The 2011 airtightness test
The UEA is leading a European Project, Build with CaRe, to help build capacity to produce low-energy buildings. While the team was exploring the history of Elizabeth Fry and subsequent Termodeck buildings on the UEA campus, it was decided that BSRIA would carry out a third pressure test to find out whether the building had become less airtight over time. This was performed on 18 September 2011, nearly 14 years after the PROBE test.
The test results need to be considered in the context of the building's current use. Since 1998, the uses of some internal areas have changed. The staff and student common rooms on the first and second floors have been converted to offices and seminar rooms. In 2008, the kitchen and dining area on the top floor was converted into a densely-occupied, open plan, post-graduate administrative office. As a consequence the kitchen plant was removed and the extract sealed off.
In summer 2011 the ground floor seminar rooms and their blockwork walls were stripped out to provide an administration centre serving a large number of faculties.
Pressure test results
Much to everyone's surprise, the 2011 test revealed the Elizabeth Fry Building to be more airtight than it was in 1998, achieving 5.32 m3/(h.m2) at 50 Pa.
The degradation of door and window seals, plus the deterioration of mastic seals between window frames and the blockwork, might reasonably have led to a higher air leakage rate. But little air leakage was detected. The mastic compriband seals between the cills and the blockwork had fallen apart and this had led to detectable air leakage.

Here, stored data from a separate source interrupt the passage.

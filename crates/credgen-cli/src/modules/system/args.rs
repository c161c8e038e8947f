use clap::{Args, Parser, Subcommand};

use crate::modules::credentials::args::CredentialCommand;

/// One line typed at the interactive prompt.
#[derive(Parser)]
#[command(name = "credgen", no_binary_name = true, disable_version_flag = true)]
pub struct ShellLine {
    #[command(subcommand)]
    pub command: ShellCommand,
}

#[derive(Subcommand)]
pub enum ShellCommand {
    #[command(flatten)]
    Credential(CredentialCommand),
    #[command(about = "Point the console at another service address")]
    SetUrl(SetUrlArgs),
    #[command(about = "Print the current service address")]
    Url,
    #[command(alias = "quit", about = "Leave the console")]
    Exit,
}

#[derive(Args)]
pub struct SetUrlArgs {
    #[arg(help = "Service base URL")]
    pub addr: String,
}
use std::time::Duration;

use credgen_core::DEFAULT_SERVICE_ADDR;

/// Where the credential service lives. Held by the HTTP client for the life
/// of the process and never written to disk.
#[derive(Clone, Debug, PartialEq, Eq)]
pub struct ServiceConfig {
    pub base_url: String,
    pub timeout: Option<Duration>,
}

impl ServiceConfig {
    /// `--addr` (or `CREDGEN_ADDR`, via clap) wins over the built-in default.
    pub fn resolve(addr: Option<String>, timeout_secs: Option<u64>) -> Self {
        let base_url = addr
            .as_deref()
            .map(normalize_base_url)
            .filter(|addr| !addr.is_empty())
            .unwrap_or_else(|| DEFAULT_SERVICE_ADDR.to_string());
        Self {
            base_url,
            timeout: timeout_secs.map(Duration::from_secs),
        }
    }
}

impl Default for ServiceConfig {
    fn default() -> Self {
        Self::resolve(None, None)
    }
}

pub(crate) fn normalize_base_url(addr: &str) -> String {
    addr.trim().trim_end_matches('/').to_string()
}
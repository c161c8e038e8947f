use serde::{Deserialize, Serialize};

/// Status of a credential as observed through the listing endpoint.
///
/// The service owns the state machine: `pending -> active -> revoked`, with
/// `revoked` terminal. Values the console does not know are kept verbatim so
/// they can be reported instead of being misread.
#[derive(Debug, Clone, PartialEq, Eq, Hash, Serialize, Deserialize)]
#[serde(from = "String", into = "String")]
pub enum CredentialStatus {
    Pending,
    Active,
    Revoked,
    Unknown(String),
}

impl CredentialStatus {
    #[must_use]
    pub fn as_str(&self) -> &str {
        match self {
            Self::Pending => "pending",
            Self::Active => "active",
            Self::Revoked => "revoked",
            Self::Unknown(value) => value.as_str(),
        }
    }

    #[cfg(test)]
    pub(crate) const fn is_terminal(&self) -> bool {
        matches!(self, Self::Revoked)
    }

    /// Rank along the lifecycle; `None` for statuses outside it.
    #[cfg(test)]
    const fn rank(&self) -> Option<u8> {
        match self {
            Self::Pending => Some(0),
            Self::Active => Some(1),
            Self::Revoked => Some(2),
            Self::Unknown(_) => None,
        }
    }

    /// Whether a later observation of `next` is consistent with having
    /// observed `self` first. Observations may skip states (a request can be
    /// approved and revoked between two listings) but never move backwards.
    #[cfg(test)]
    pub(crate) fn permits(&self, next: &Self) -> bool {
        match (self.rank(), next.rank()) {
            (Some(from), Some(to)) => to >= from,
            _ => false,
        }
    }
}

impl From<String> for CredentialStatus {
    fn from(value: String) -> Self {
        match value.as_str() {
            "pending" => Self::Pending,
            "active" => Self::Active,
            "revoked" => Self::Revoked,
            _ => Self::Unknown(value),
        }
    }
}

impl From<&str> for CredentialStatus {
    fn from(value: &str) -> Self {
        Self::from(value.to_string())
    }
}

impl From<CredentialStatus> for String {
    fn from(value: CredentialStatus) -> Self {
        match value {
            CredentialStatus::Unknown(value) => value,
            other => other.as_str().to_string(),
        }
    }
}

impl std::fmt::Display for CredentialStatus {
    fn fmt(&self, f: &mut std::fmt::Formatter<'_>) -> std::fmt::Result {
        f.write_str(self.as_str())
    }
}
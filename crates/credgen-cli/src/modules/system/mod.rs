pub(crate) mod args;
pub(crate) mod config;
mod shell;
pub(crate) mod types;

pub(crate) use config::{normalize_base_url, ServiceConfig};
pub(crate) use shell::run_shell;
#[cfg(test)]
pub(crate) use shell::run_shell_with;
pub(crate) use types::{CommandContext, OutputMode};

BSRIA believes that the removal of the rooftop kitchen extract plant will have cut out a significant source of leakage. There is also a suspicion that ground floor lecture room ventilation plant may also not have been sealed off in 1998 as effectively as it was in 2011. In 1998, the temporary sealing of the air handling plant relied on the dampers, whereas in 2011 it was sealed with polythene and tape.
The accuracy of the airtightness of the building may be affected by some uncertainty in the envelope area calculations, as these are dependant on the accuracy of the drawings supplied.